TRY IT: Among the records that follow, set down only the lines from the one containing "u32, current_year: i32)" to the one containing "let mut in_year = false;", both included, exactly.

BEGIN DATA LISTING

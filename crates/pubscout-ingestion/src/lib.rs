//! pubscout-ingestion — PubMed article discovery.
//! - esearch query construction (keyword terms + publication-date window)
//! - efetch XML parsing into `ArticleRecord`

pub mod models;
pub mod sources;
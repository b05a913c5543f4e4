//! Propensity score computation.

use pubscout_ingestion::models::ArticleRecord;

use crate::contact::ContactRecord;
use crate::weights::ScoreWeights;

/// Compute the propensity score for one extracted lead.
///
/// Deterministic additive model, always in `[0, max_score]`:
/// base + recency + capped keyword density + email bonus, clamped at the
/// ceiling. Anomalous inputs (missing year, empty title) degrade to fixed
/// fallback contributions, never to an error.
pub fn score(
    article: &ArticleRecord,
    contact: &ContactRecord,
    keywords: &[String],
    current_year: i32,
    weights: &ScoreWeights,
) -> u32 {
    let mut total = weights.base;

    total += match article.pub_date.year_num() {
        Some(year) => match current_year - year {
            0 => weights.recency_current_year,
            1 => weights.recency_last_year,
            _ => weights.recency_older,
        },
        None => weights.recency_unknown,
    };

    let title_lower = article.title.to_lowercase();
    let keyword_matches = keywords
        .iter()
        .filter(|kw| title_lower.contains(&kw.to_lowercase()))
        .count() as u32;
    total += (keyword_matches * weights.keyword_match).min(weights.keyword_cap);

    if contact.email.is_some() {
        total += weights.email_bonus;
    }

    total.min(weights.max_score)
}
//! PubMed E-utilities client.
//!
//! Endpoints used:
//!   esearch: https://eutils.ncbi.nlm.nih.gov/entrez/eutils/esearch.fcgi
//!   efetch:  https://eutils.ncbi.nlm.nih.gov/entrez/eutils/efetch.fcgi

use async_trait::async_trait;
use chrono::{Datelike, Utc};
use quick_xml::events::Event;
use quick_xml::Reader;
use tracing::{debug, instrument, warn};

use pubscout_common::error::PubscoutError;
use pubscout_common::sandbox::SandboxClient;

use super::LiteratureSource;
use crate::models::{ArticleRecord, AuthorEntry, PubDate};

const ESEARCH_URL: &str = "https://eutils.ncbi.nlm.nih.gov/entrez/eutils/esearch.fcgi";
const EFETCH_URL: &str = "https://eutils.ncbi.nlm.nih.gov/entrez/eutils/efetch.fcgi";

pub struct PubMedClient {
    client: SandboxClient,
    api_key: Option<String>,
}

impl PubMedClient {
    pub fn new(api_key: Option<String>) -> Result<Self, PubscoutError> {
        Ok(Self {
            client: SandboxClient::new()?,
            api_key,
        })
    }

    /// Search PubMed and return a list of PMIDs, sorted by publication date.
    #[instrument(skip(self))]
    async fn esearch(&self, query: &str, max: usize) -> anyhow::Result<Vec<String>> {
        let mut params = vec![
            ("db", "pubmed".to_string()),
            ("term", query.to_string()),
            ("retmax", max.to_string()),
            ("retmode", "json".to_string()),
            ("sort", "pub_date".to_string()),
        ];
        if let Some(key) = &self.api_key {
            params.push(("api_key", key.clone()));
        }

        let resp: serde_json::Value = self
            .client
            .get(ESEARCH_URL)?
            .query(&params)
            .send()
            .await?
            .json()
            .await?;

        let ids = resp["esearchresult"]["idlist"]
            .as_array()
            .unwrap_or(&vec![])
            .iter()
            .filter_map(|v| v.as_str().map(String::from))
            .collect();

        debug!(?ids, "PubMed esearch returned PMIDs");
        Ok(ids)
    }

    /// Fetch PubMed XML for a list of PMIDs and parse into ArticleRecords.
    #[instrument(skip(self))]
    async fn efetch_articles(&self, pmids: &[String]) -> anyhow::Result<Vec<ArticleRecord>> {
        if pmids.is_empty() {
            return Ok(vec![]);
        }

        let mut params = vec![
            ("db", "pubmed".to_string()),
            ("id", pmids.join(",")),
            ("retmode", "xml".to_string()),
        ];
        if let Some(key) = &self.api_key {
            params.push(("api_key", key.clone()));
        }

        let xml = self
            .client
            .get(EFETCH_URL)?
            .query(&params)
            .send()
            .await?
            .text()
            .await?;

        Ok(parse_pubmed_xml(&xml))
    }
}

#[async_trait]
impl LiteratureSource for PubMedClient {
    async fn search(
        &self,
        keywords: &[String],
        years_back: u32,
        max_results: usize,
    ) -> anyhow::Result<Vec<ArticleRecord>> {
        let query = build_query(keywords, years_back, Utc::now().year());
        let pmids = self.esearch(&query, max_results).await?;
        self.efetch_articles(&pmids).await
    }
}

/// Build the esearch term: each keyword restricted to Title/Abstract,
/// OR-joined, with a publication-date window appended.
fn build_query(keywords: &[String], years_back: u32, current_year: i32) -> String {
    let terms: Vec<String> = keywords
        .iter()
        .map(|kw| format!("\"{}\"[Title/Abstract]", kw))
        .collect();
    let start_year = current_year - years_back as i32;
    format!(
        "{} AND {}:{}[PDAT]",
        terms.join(" OR "),
        start_year,
        current_year
    )
}

/// Accumulator for one `<PubmedArticle>` while scanning the XML.
#[derive(Default)]
struct PendingArticle {
    pmid: Option<String>,
    title: String,
    year: Option<String>,
    month: Option<String>,
    authors: Vec<AuthorEntry>,
}

impl PendingArticle {
    fn finish(self) -> Option<ArticleRecord> {
        let Some(pmid) = self.pmid else {
            warn!("Skipping article without PMID");
            return None;
        };
        Some(ArticleRecord {
            pmid,
            title: self.title,
            pub_date: PubDate {
                year: self.year,
                month: self.month.unwrap_or_else(|| "01".to_string()),
            },
            authors: self.authors,
        })
    }
}

/// Parse PubMed efetch XML into ArticleRecords.
/// Handles the `<PubmedArticleSet><PubmedArticle>` structure. A malformed
/// record is skipped with a warning; it never aborts the batch.
fn parse_pubmed_xml(xml: &str) -> Vec<ArticleRecord> {
    let mut articles = Vec::new();
    let mut reader = Reader::from_str(xml);

    // State machine for XML parsing
    let mut current: Option<PendingArticle> = None;
    let mut in_pmid = false;
    let mut in_title = false;
    let mut in_pub_date = false;
    let mut in_year = false;
    let mut in_month = false;
    let mut in_author = false;
    let mut in_fore_name = false;
    let mut in_last_name = false;
    let mut in_affiliation = false;
    let mut current_fore: Option<String> = None;
    let mut current_last: Option<String> = None;
    let mut current_affil: Option<String> = None;

    loop {
        match reader.read_event() {
            Ok(Event::Start(ref e)) => match e.name().as_ref() {
                b"PubmedArticle" => current = Some(PendingArticle::default()),
                b"PMID" => in_pmid = true,
                b"ArticleTitle" => in_title = true,
                b"PubDate" => in_pub_date = true,
                b"Year" => in_year = true,
                b"Month" => in_month = true,
                b"Author" => {
                    in_author = true;
                    current_fore = None;
                    current_last = None;
                    current_affil = None;
                }
                b"ForeName" => in_fore_name = true,
                b"LastName" => in_last_name = true,
                b"Affiliation" => in_affiliation = true,
                _ => {}
            },
            Ok(Event::Text(ref e)) => {
                let text = e.unescape().unwrap_or_default().to_string();
                if let Some(ref mut article) = current {
                    // Titles keep raw text so spacing around inline markup
                    // survives; scalar fields are trimmed.
                    if in_title {
                        article.title.push_str(&text);
                    }
                    let trimmed = text.trim();
                    if trimmed.is_empty() {
                        continue;
                    }
                    if in_pmid && article.pmid.is_none() {
                        // Only the citation-level PMID; comment and reference
                        // blocks carry PMIDs of other papers.
                        article.pmid = Some(trimmed.to_string());
                    }
                    if in_pub_date && in_year {
                        article.year = Some(trimmed.to_string());
                    }
                    if in_pub_date && in_month {
                        article.month = Some(trimmed.to_string());
                    }
                    if in_author && in_fore_name {
                        current_fore = Some(trimmed.to_string());
                    }
                    if in_author && in_last_name {
                        current_last = Some(trimmed.to_string());
                    }
                    if in_author && in_affiliation && current_affil.is_none() {
                        current_affil = Some(trimmed.to_string());
                    }
                }
            }
            Ok(Event::End(ref e)) => match e.name().as_ref() {
                b"PMID" => in_pmid = false,
                b"ArticleTitle" => in_title = false,
                b"PubDate" => in_pub_date = false,
                b"Year" => in_year = false,
                b"Month" => in_month = false,
                b"ForeName" => in_fore_name = false,
                b"LastName" => in_last_name = false,
                b"Affiliation" => in_affiliation = false,
                b"Author" => {
                    if in_author {
                        if let Some(ref mut article) = current {
                            article.authors.push(AuthorEntry {
                                fore_name: current_fore.take(),
                                last_name: current_last.take(),
                                affiliation: current_affil.take(),
                            });
                        }
                        in_author = false;
                    }
                }
                b"PubmedArticle" => {
                    if let Some(pending) = current.take() {
                        if let Some(article) = pending.finish() {
                            articles.push(article);
                        }
                    }
                }
                _ => {}
            },
            Ok(Event::Eof) => break,
            Err(e) => {
                warn!("XML parse error: {}", e);
                break;
            }
            _ => {}
        }
    }

    articles
}
//! Request classification by URL path.

use std::fmt;
use url::Url;

use crate::config::RoutesConfig;

/// How an intercepted request is handled
#[derive(Debug, Clone, Copy, PartialEq, Eq, Hash)]
pub enum Classification {
  /// The sale-submission endpoint: network only, outbox on failure
  SaleSubmit,
  /// API data: network first, runtime-data cache as fallback
  ApiData,
  /// Everything else: shell cache first, refreshed in the background
  StaticAsset,
}

impl Classification {
  pub const fn as_str(&self) -> &'static str {
    match self {
      Self::SaleSubmit => "sale_submit",
      Self::ApiData => "api_data",
      Self::StaticAsset => "static_asset",
    }
  }
}

impl fmt::Display for Classification {
  fn fmt(&self, f: &mut fmt::Formatter<'_>) -> fmt::Result {
    f.write_str(self.as_str())
  }
}

/// Maps URLs to a handling strategy. Built once at startup.
#[derive(Debug, Clone)]
pub struct StrategyRouter {
  sale_path: String,
  api_prefixes: Vec<String>,
}

impl StrategyRouter {
  pub fn new(routes: &RoutesConfig) -> Self {
    Self {
      sale_path: routes.sale_path.clone(),
      api_prefixes: routes.api_prefixes.clone(),
    }
  }

  /// Classify a URL. Only the path is considered.
  ///
  /// Order matters: the exact sale path wins over any API prefix that might
  /// also match it.
  pub fn classify(&self, url: &Url) -> Classification {
    self.classify_path(url.path())
  }

  pub fn classify_path(&self, path: &str) -> Classification {
    if path == self.sale_path {
      return Classification::SaleSubmit;
    }

    if self
      .api_prefixes
      .iter()
      .any(|prefix| path.starts_with(prefix.as_str()))
    {
      return Classification::ApiData;
    }

    Classification::StaticAsset
  }
}
//! Test doubles shared by the module tests.

use async_trait::async_trait;
use reqwest::Method;
use std::collections::HashMap;
use std::sync::atomic::{AtomicBool, Ordering};
use std::sync::{Arc, Mutex};
use std::time::Duration;
use url::Url;

use crate::error::FetchError;
use crate::net::{Network, Request, ResponseSnapshot};

type Responder = Box<dyn Fn(&Request) -> Option<ResponseSnapshot> + Send + Sync>;

/// Scripted network: answers from a table while online, fails every request while offline.
pub struct FakeNetwork {
  online: AtomicBool,
  routes: Mutex<HashMap<String, ResponseSnapshot>>,
  responder: Mutex<Option<Responder>>,
  latency: Mutex<Duration>,
  log: Mutex<Vec<Request>>,
}

impl FakeNetwork {
  pub fn new() -> Arc<Self> {
    Arc::new(Self {
      online: AtomicBool::new(true),
      routes: Mutex::new(HashMap::new()),
      responder: Mutex::new(None),
      latency: Mutex::new(Duration::ZERO),
      log: Mutex::new(Vec::new()),
    })
  }

  pub fn set_online(&self, online: bool) {
    self.online.store(online, Ordering::SeqCst);
  }

  /// Answer `method url` with `response`.
  pub fn respond(&self, method: Method, url: &str, response: ResponseSnapshot) {
    let key = format!("{} {}", method, Url::parse(url).unwrap());
    self.routes.lock().unwrap().insert(key, response);
  }

  /// Computed answers, consulted before the table.
  pub fn set_responder<F>(&self, responder: F)
  where
    F: Fn(&Request) -> Option<ResponseSnapshot> + Send + Sync + 'static,
  {
    *self.responder.lock().unwrap() = Some(Box::new(responder));
  }

  pub fn set_latency(&self, latency: Duration) {
    *self.latency.lock().unwrap() = latency;
  }

  /// Requests that reached the network while online.
  pub fn requests(&self) -> Vec<Request> {
    self.log.lock().unwrap().clone()
  }

  pub fn count(&self, method: Method, url: &str) -> usize {
    let url = Url::parse(url).unwrap();
    self
      .requests()
      .iter()
      .filter(|r| r.method == method && r.url == url)
      .count()
  }
}

#[async_trait]
impl Network for FakeNetwork {
  async fn fetch(&self, request: &Request) -> Result<ResponseSnapshot, FetchError> {
    let latency = *self.latency.lock().unwrap();
    if !latency.is_zero() {
      tokio::time::sleep(latency).await;
    }

    if !self.online.load(Ordering::SeqCst) {
      return Err(FetchError::unreachable(
        request.url.as_str(),
        "network is offline",
      ));
    }

    self.log.lock().unwrap().push(request.clone());

    if let Some(responder) = self.responder.lock().unwrap().as_ref() {
      if let Some(response) = responder(request) {
        return Ok(response);
      }
    }

    Ok(
      self
        .routes
        .lock()
        .unwrap()
        .get(&request.cache_key())
        .cloned()
        .unwrap_or_else(|| ResponseSnapshot::new(404, "not found")),
    )
  }
}

/// Answers one request with a 200 that promises 100 body bytes, sends 14, then hangs up.
pub async fn truncating_server() -> std::net::SocketAddr {
  use tokio::io::{AsyncReadExt, AsyncWriteExt};

  let listener = tokio::net::TcpListener::bind("127.0.0.1:0").await.unwrap();
  let addr = listener.local_addr().unwrap();
  tokio::spawn(async move {
    let (mut socket, _) = listener.accept().await.unwrap();
    let mut buf = [0u8; 4096];
    let _ = socket.read(&mut buf).await;
    let _ = socket
      .write_all(
        b"HTTP/1.1 200 OK\r\nContent-Type: application/json\r\nContent-Length: 100\r\n\r\n{\"success\": tr",
      )
      .await;
    let _ = socket.shutdown().await;
  });
  addr
}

END DATA LISTING

SOLUTION:
fn build_query(keywords: &[String], years_back: u32, current_year: i32) -> String {
    let terms: Vec<String> = keywords
        .iter()
        .map(|kw| format!("\"{}\"[Title/Abstract]", kw))
        .collect();
    let start_year = current_year - years_back as i32;
    format!(
        "{} AND {}:{}[PDAT]",
        terms.join(" OR "),
        start_year,
        current_year
    )
}

/// Accumulator for one `<PubmedArticle>` while scanning the XML.
#[derive(Default)]
struct PendingArticle {
    pmid: Option<String>,
    title: String,
    year: Option<String>,
    month: Option<String>,
    authors: Vec<AuthorEntry>,
}

impl PendingArticle {
    fn finish(self) -> Option<ArticleRecord> {
        let Some(pmid) = self.pmid else {
            warn!("Skipping article without PMID");
            return None;
        };
        Some(ArticleRecord {
            pmid,
            title: self.title,
            pub_date: PubDate {
                year: self.year,
                month: self.month.unwrap_or_else(|| "01".to_string()),
            },
            authors: self.authors,
        })
    }
}

/// Parse PubMed efetch XML into ArticleRecords.
/// Handles the `<PubmedArticleSet><PubmedArticle>` structure. A malformed
/// record is skipped with a warning; it never aborts the batch.
fn parse_pubmed_xml(xml: &str) -> Vec<ArticleRecord> {
    let mut articles = Vec::new();
    let mut reader = Reader::from_str(xml);

    // State machine for XML parsing
    let mut current: Option<PendingArticle> = None;
    let mut in_pmid = false;
    let mut in_title = false;
    let mut in_pub_date = false;
    let mut in_year = false;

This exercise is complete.